Robotic assistance provides real-time feedback on bone cuts and implant positioning, designed to constrain instruments to the preoperative plan. Conventional surgery relies on mechanical guides and the surgeon’s experience. Both approaches aim for good outcomes when performed by experienced surgeons; the robotic system adds precision safeguards.
What happens if arthritis develops in the other compartments later?
Progression to other compartments may require activity modification, injections, or eventually conversion to total knee replacement. The preserved bone from partial replacement typically allows conversion using standard implants.
Is partial knee replacement suitable for younger patients?
Younger patients with isolated compartment arthritis may be reasonable candidates, particularly given the preserved bone stock for potential future revision. Some registry analyses have associated younger age with slightly increased revision risks. Individual suitability is determined through formal clinical assessment.
Next Steps
Partial knee replacement is generally considered appropriate for patients with arthritis confirmed in a single compartment, a functionally intact ACL (or selected ACL-deficient patients managed with combined reconstruction), and correctable alignment. Accurate patient selection is central to outcomes alongside surgical technique. When these criteria are met, the procedure preserves bone stock for conversion to total knee replacement if arthritis progresses to other compartments in the future.
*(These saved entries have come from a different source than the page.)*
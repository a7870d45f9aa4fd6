use super::{
    ListItemRecord, ListStore, ListTransaction, OrderingError, OrderingResult, Placement, RowId,
};
use crate::{Database, ListItem};
use sqlx::{Postgres, Transaction};
use std::{convert::TryFrom, ops::RangeInclusive};
use uuid::Uuid;

const RECORD_SELECT: &str = r#"
    SELECT li.uuid, l.uuid AS list_uuid, i.uuid AS item_uuid, li.position,
           p.uuid AS prev_uuid, n.uuid AS next_uuid, s.uuid AS status_uuid, li.created_date
    FROM list_items li
    JOIN lists l ON l.list_id = li.list_id
    JOIN items i ON i.item_id = li.item_id
    LEFT JOIN list_items p ON p.list_item_id = li.prev_item_id
    LEFT JOIN list_items n ON n.list_item_id = li.next_item_id
    LEFT JOIN statuses s ON s.status_id = li.status_id"#;

#[async_trait::async_trait]
impl ListStore for Database<ListItem> {
    type Transaction = PgListTransaction;

    async fn begin(&self) -> OrderingResult<PgListTransaction> {
        let tx = self.pool.begin().await?;
        Ok(PgListTransaction { tx })
    }
}

/// An open Postgres transaction. Rolled back when dropped without commit.
pub struct PgListTransaction {
    tx: Transaction<'static, Postgres>,
}

#[async_trait::async_trait]
impl ListTransaction for PgListTransaction {
    async fn find_list(&mut self, list: Uuid) -> OrderingResult<Option<RowId>> {
        let list_id = sqlx::query_scalar::<_, RowId>("SELECT list_id FROM lists WHERE uuid = $1")
            .bind(list)
            .fetch_optional(&mut *self.tx)
            .await?;
        Ok(list_id)
    }

    async fn find_item(&mut self, item: Uuid) -> OrderingResult<Option<RowId>> {
        let item_id = sqlx::query_scalar::<_, RowId>("SELECT item_id FROM items WHERE uuid = $1")
            .bind(item)
            .fetch_optional(&mut *self.tx)
            .await?;
        Ok(item_id)
    }

    async fn find_list_item(&mut self, list_item: Uuid) -> OrderingResult<Option<ListItem>> {
        let row = sqlx::query_as::<_, ListItem>(
            r#"
            SELECT list_item_id, uuid, list_id, item_id, position,
                   prev_item_id, next_item_id, status_id, created_date
            FROM list_items
            WHERE uuid = $1"#,
        )
        .bind(list_item)
        .fetch_optional(&mut *self.tx)
        .await?;
        Ok(row)
    }

    async fn lock_list(&mut self, list_id: RowId) -> OrderingResult<bool> {
        let locked =
            sqlx::query_scalar::<_, RowId>("SELECT list_id FROM lists WHERE list_id = $1 FOR UPDATE")
                .bind(list_id)
                .fetch_optional(&mut *self.tx)
                .await?;
        Ok(locked.is_some())
    }

    async fn count(&mut self, list_id: RowId) -> OrderingResult<i32> {
        let count =
            sqlx::query_scalar::<_, i64>("SELECT COUNT(*) FROM list_items WHERE list_id = $1")
                .bind(list_id)
                .fetch_one(&mut *self.tx)
                .await?;
        i32::try_from(count).map_err(|_| {
            OrderingError::StoreUnavailable(format!(
                "list '{}' holds more than i32::MAX items",
                list_id
            ))
        })
    }

    async fn id_at(&mut self, list_id: RowId, position: i32) -> OrderingResult<Option<RowId>> {
        let list_item_id = sqlx::query_scalar::<_, RowId>(
            "SELECT list_item_id FROM list_items WHERE list_id = $1 AND position = $2",
        )
        .bind(list_id)
        .bind(position)
        .fetch_optional(&mut *self.tx)
        .await?;
        Ok(list_item_id)
    }

    async fn shift(
        &mut self,
        list_id: RowId,
        positions: RangeInclusive<i32>,
        delta: i32,
    ) -> OrderingResult<u64> {
        let query_result = sqlx::query(
            r#"
            UPDATE list_items SET position = position + $4
            WHERE list_id = $1 AND position >= $2 AND position <= $3"#,
        )
        .bind(list_id)
        .bind(*positions.start())
        .bind(*positions.end())
        .bind(delta)
        .execute(&mut *self.tx)
        .await?;
        Ok(query_result.rows_affected())
    }

    async fn insert(&mut self, item_id: RowId, placement: Placement) -> OrderingResult<RowId> {
        let list_item_id = sqlx::query_scalar::<_, RowId>(
            r#"
            INSERT INTO list_items (list_id, item_id, position, prev_item_id, next_item_id)
            VALUES ($1, $2, $3, $4, $5)
            RETURNING list_item_id"#,
        )
        .bind(placement.list_id)
        .bind(item_id)
        .bind(placement.position)
        .bind(placement.prev)
        .bind(placement.next)
        .fetch_one(&mut *self.tx)
        .await?;
        Ok(list_item_id)
    }

    async fn set_prev(&mut self, list_item_id: RowId, prev: Option<RowId>) -> OrderingResult<()> {
        sqlx::query("UPDATE list_items SET prev_item_id = $2 WHERE list_item_id = $1")
            .bind(list_item_id)
            .bind(prev)
            .execute(&mut *self.tx)
            .await?;
        Ok(())
    }

    async fn set_next(&mut self, list_item_id: RowId, next: Option<RowId>) -> OrderingResult<()> {
        sqlx::query("UPDATE list_items SET next_item_id = $2 WHERE list_item_id = $1")
            .bind(list_item_id)
            .bind(next)
            .execute(&mut *self.tx)
            .await?;
        Ok(())
    }

    async fn place(&mut self, list_item_id: RowId, placement: Placement) -> OrderingResult<()> {
        sqlx::query(
            r#"
            UPDATE list_items
            SET list_id = $2, position = $3, prev_item_id = $4, next_item_id = $5
            WHERE list_item_id = $1"#,
        )
        .bind(list_item_id)
        .bind(placement.list_id)
        .bind(placement.position)
        .bind(placement.prev)
        .bind(placement.next)
        .execute(&mut *self.tx)
        .await?;
        Ok(())
    }

    async fn delete(&mut self, list_item_id: RowId) -> OrderingResult<bool> {
        let query_result = sqlx::query("DELETE FROM list_items WHERE list_item_id = $1")
            .bind(list_item_id)
            .execute(&mut *self.tx)
            .await?;
        Ok(query_result.rows_affected() == 1)
    }

    async fn record(&mut self, list_item_id: RowId) -> OrderingResult<ListItemRecord> {
        let query = format!("{} WHERE li.list_item_id = $1", RECORD_SELECT);
        let record = sqlx::query_as::<_, ListItemRecord>(&query)
            .bind(list_item_id)
            .fetch_one(&mut *self.tx)
            .await?;
        Ok(record)
    }

    async fn records(
        &mut self,
        list_id: RowId,
        offset: i64,
        limit: i64,
    ) -> OrderingResult<Vec<ListItemRecord>> {
        let query = format!(
            "{} WHERE li.list_id = $1 ORDER BY li.position OFFSET $2 LIMIT $3",
            RECORD_SELECT
        );
        let records = sqlx::query_as::<_, ListItemRecord>(&query)
            .bind(list_id)
            .bind(offset)
            .bind(limit)
            .fetch_all(&mut *self.tx)
            .await?;
        Ok(records)
    }

    async fn commit(self) -> OrderingResult<()> {
        self.tx.commit().await?;
        Ok(())
    }
}

// Run with a scratch database: `KANBAN_TEST_DATABASE_URL=postgres://... cargo test -- --ignored`
#[cfg(test)]
mod tests {
    use super::*;
    use crate::ordering::{validate_chain, OrderedList};
    use sqlx::PgPool;

    async fn engine() -> (PgPool, OrderedList<Database<ListItem>>) {
        let addr = std::env::var("KANBAN_TEST_DATABASE_URL").unwrap();
        let pool = crate::connect(&addr, 5).await.unwrap();
        crate::run_migrations(&pool).await.unwrap();
        (pool.clone(), OrderedList::new(Database::new(pool)))
    }

    async fn seeded_list(pool: &PgPool, items: usize) -> (Uuid, Vec<Uuid>) {
        let username = format!("ordering-{}", Uuid::new_v4());
        let user_id = sqlx::query_scalar::<_, RowId>(
            r#"INSERT INTO users (username, email, hashed_password)
               VALUES ($1, $1, 'x') RETURNING user_id"#,
        )
        .bind(&username)
        .fetch_one(pool)
        .await
        .unwrap();
        let list = sqlx::query_scalar::<_, Uuid>(
            "INSERT INTO lists (name, user_id) VALUES ('test', $1) RETURNING uuid",
        )
        .bind(user_id)
        .fetch_one(pool)
        .await
        .unwrap();
        let mut item_uuids = Vec::new();
        for i in 0..items {
            let item = sqlx::query_scalar::<_, Uuid>(
                "INSERT INTO items (title) VALUES ($1) RETURNING uuid",
            )
            .bind(format!("movie {}", i))
            .fetch_one(pool)
            .await
            .unwrap();
            item_uuids.push(item);
        }
        (list, item_uuids)
    }

    async fn contents(engine: &OrderedList<Database<ListItem>>, list: Uuid) -> Vec<Uuid> {
        let page = engine.list_items(list, 0, i64::MAX).await.unwrap();
        validate_chain(&page.records).unwrap();
        page.records.into_iter().map(|r| r.item_uuid).collect()
    }

    #[tokio::test]
    #[ignore]
    async fn insert_move_and_remove() {
        let (pool, engine) = engine().await;
        let (list, items) = seeded_list(&pool, 3).await;

        let a = engine.insert(list, items[0], 0).await.unwrap();
        engine.insert(list, items[1], 1).await.unwrap();
        engine.insert(list, items[2], 1).await.unwrap();
        assert_eq!(contents(&engine, list).await, vec![items[0], items[2], items[1]]);

        engine.move_within_list(a.uuid, 2).await.unwrap();
        assert_eq!(contents(&engine, list).await, vec![items[2], items[1], items[0]]);

        engine.remove(a.uuid).await.unwrap();
        assert_eq!(contents(&engine, list).await, vec![items[2], items[1]]);
    }

    #[tokio::test]
    #[ignore]
    async fn move_between_lists() {
        let (pool, engine) = engine().await;
        let (source, items) = seeded_list(&pool, 2).await;
        let (target, _) = seeded_list(&pool, 0).await;

        engine.insert(source, items[0], 0).await.unwrap();
        let b = engine.insert(source, items[1], 1).await.unwrap();

        let moved = engine.move_to_list(b.uuid, target, 0).await.unwrap();

        assert_eq!(moved.uuid, b.uuid);
        assert_eq!(contents(&engine, source).await, vec![items[0]]);
        assert_eq!(contents(&engine, target).await, vec![items[1]]);
    }

    #[tokio::test(flavor = "multi_thread", worker_threads = 4)]
    #[ignore]
    async fn concurrent_inserts_are_serialized() {
        let (pool, engine) = engine().await;
        let (list, items) = seeded_list(&pool, 10).await;

        let handles: Vec<_> = items
            .iter()
            .map(|item| {
                let engine = engine.clone();
                let item = *item;
                tokio::spawn(async move { engine.insert(list, item, 0).await })
            })
            .collect();
        for handle in handles {
            handle.await.unwrap().unwrap();
        }

        let mut stored = contents(&engine, list).await;
        stored.sort();
        let mut expected = items.clone();
        expected.sort();
        assert_eq!(stored, expected);
    }
}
A formal evaluation, including weight-bearing X-rays and clinical examination, is required to help confirm whether unicompartmental replacement is suitable for your specific pattern of arthritis.
If you are experiencing persistent knee pain localised to one side of the joint, night pain disrupting sleep, or limited walking distance due to knee symptoms, consult an accredited orthopaedic surgeon to determine whether partial knee replacement may be appropriate for your condition. Individual results may vary.